#### Prompt
Return the listing in full. Keep every word as it stands.

#### Data supplied
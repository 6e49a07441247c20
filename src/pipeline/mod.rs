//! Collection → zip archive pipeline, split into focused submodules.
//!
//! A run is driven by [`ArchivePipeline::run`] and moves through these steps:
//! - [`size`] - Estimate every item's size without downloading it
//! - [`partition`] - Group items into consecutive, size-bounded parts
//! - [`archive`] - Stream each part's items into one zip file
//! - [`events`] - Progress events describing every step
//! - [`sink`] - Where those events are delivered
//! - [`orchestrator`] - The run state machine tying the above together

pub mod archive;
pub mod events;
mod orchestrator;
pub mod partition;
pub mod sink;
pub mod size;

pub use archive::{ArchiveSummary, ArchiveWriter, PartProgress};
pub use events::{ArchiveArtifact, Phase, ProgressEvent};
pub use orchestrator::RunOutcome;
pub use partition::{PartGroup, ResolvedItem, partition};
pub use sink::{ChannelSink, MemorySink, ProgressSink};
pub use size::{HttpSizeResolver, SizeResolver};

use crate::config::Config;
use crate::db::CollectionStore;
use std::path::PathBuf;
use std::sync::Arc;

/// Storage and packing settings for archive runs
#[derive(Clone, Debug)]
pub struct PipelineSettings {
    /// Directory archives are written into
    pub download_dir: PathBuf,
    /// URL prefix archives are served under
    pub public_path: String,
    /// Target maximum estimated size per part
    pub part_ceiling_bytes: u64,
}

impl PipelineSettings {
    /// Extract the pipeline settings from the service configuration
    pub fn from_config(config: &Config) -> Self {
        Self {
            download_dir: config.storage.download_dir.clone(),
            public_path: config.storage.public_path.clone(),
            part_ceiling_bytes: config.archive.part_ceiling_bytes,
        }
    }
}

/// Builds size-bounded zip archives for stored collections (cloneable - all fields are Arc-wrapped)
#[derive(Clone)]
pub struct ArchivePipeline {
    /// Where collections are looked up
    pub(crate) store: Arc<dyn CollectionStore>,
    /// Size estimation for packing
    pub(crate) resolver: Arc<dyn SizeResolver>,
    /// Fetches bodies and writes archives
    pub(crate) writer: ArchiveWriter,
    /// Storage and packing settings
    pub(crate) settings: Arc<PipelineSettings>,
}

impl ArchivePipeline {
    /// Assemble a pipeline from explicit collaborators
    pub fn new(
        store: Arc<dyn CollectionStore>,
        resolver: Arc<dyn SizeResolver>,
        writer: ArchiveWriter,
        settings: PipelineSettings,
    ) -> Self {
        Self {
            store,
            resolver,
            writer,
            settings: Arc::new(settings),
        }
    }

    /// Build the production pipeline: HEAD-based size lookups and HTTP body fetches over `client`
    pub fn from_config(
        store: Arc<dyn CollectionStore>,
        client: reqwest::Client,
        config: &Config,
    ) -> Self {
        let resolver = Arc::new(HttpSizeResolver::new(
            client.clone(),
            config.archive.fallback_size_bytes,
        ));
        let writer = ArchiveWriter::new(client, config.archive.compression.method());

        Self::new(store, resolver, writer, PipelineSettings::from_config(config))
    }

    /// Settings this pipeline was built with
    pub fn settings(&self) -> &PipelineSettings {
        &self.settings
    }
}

#### Exercise response
repository 6e49a07441247c20
filename src/pipeline/mod.rs
//! Collection → zip archive pipeline, split into focused submodules.
//!
//! A run is driven by [`ArchivePipeline::run`] and moves through these steps:
//! - [`size`] - Estimate every item's size without downloading it
//! - [`partition`] - Group items into consecutive, size-bounded parts
//! - [`archive`] - Stream each part's items into one zip file
//! - [`events`] - Progress events describing every step
//! - [`sink`] - Where those events are delivered
//! - [`orchestrator`] - The run state machine tying the above together

pub mod archive;
pub mod events;
mod orchestrator;
pub mod partition;
pub mod sink;
pub mod size;

pub use archive::{ArchiveSummary, ArchiveWriter, PartProgress};
pub use events::{ArchiveArtifact, Phase, ProgressEvent};
pub use orchestrator::RunOutcome;
pub use partition::{PartGroup, ResolvedItem, partition};
pub use sink::{ChannelSink, MemorySink, ProgressSink};
pub use size::{HttpSizeResolver, SizeResolver};

use crate::config::Config;
use crate::db::CollectionStore;
use std::path::PathBuf;
use std::sync::Arc;

/// Storage and packing settings for archive runs
#[derive(Clone, Debug)]
pub struct PipelineSettings {
    /// Directory archives are written into
    pub download_dir: PathBuf,
    /// URL prefix archives are served under
    pub public_path: String,
    /// Target maximum estimated size per part
    pub part_ceiling_bytes: u64,
}

impl PipelineSettings {
    /// Extract the pipeline settings from the service configuration
    pub fn from_config(config: &Config) -> Self {
        Self {
            download_dir: config.storage.download_dir.clone(),
            public_path: config.storage.public_path.clone(),
            part_ceiling_bytes: config.archive.part_ceiling_bytes,
        }
    }
}

/// Builds size-bounded zip archives for stored collections (cloneable - all fields are Arc-wrapped)
#[derive(Clone)]
pub struct ArchivePipeline {
    /// Where collections are looked up
    pub(crate) store: Arc<dyn CollectionStore>,
    /// Size estimation for packing
    pub(crate) resolver: Arc<dyn SizeResolver>,
    /// Fetches bodies and writes archives
    pub(crate) writer: ArchiveWriter,
    /// Storage and packing settings
    pub(crate) settings: Arc<PipelineSettings>,
}

impl ArchivePipeline {
    /// Assemble a pipeline from explicit collaborators
    pub fn new(
        store: Arc<dyn CollectionStore>,
        resolver: Arc<dyn SizeResolver>,
        writer: ArchiveWriter,
        settings: PipelineSettings,
    ) -> Self {
        Self {
            store,
            resolver,
            writer,
            settings: Arc::new(settings),
        }
    }

    /// Build the production pipeline: HEAD-based size lookups and HTTP body fetches over `client`
    pub fn from_config(
        store: Arc<dyn CollectionStore>,
        client: reqwest::Client,
        config: &Config,
    ) -> Self {
        let resolver = Arc::new(HttpSizeResolver::new(
            client.clone(),
            config.archive.fallback_size_bytes,
        ));
        let writer = ArchiveWriter::new(client, config.archive.compression.method());

        Self::new(store, resolver, writer, PipelineSettings::from_config(config))
    }

    /// Settings this pipeline was built with
    pub fn settings(&self) -> &PipelineSettings {
        &self.settings
    }
}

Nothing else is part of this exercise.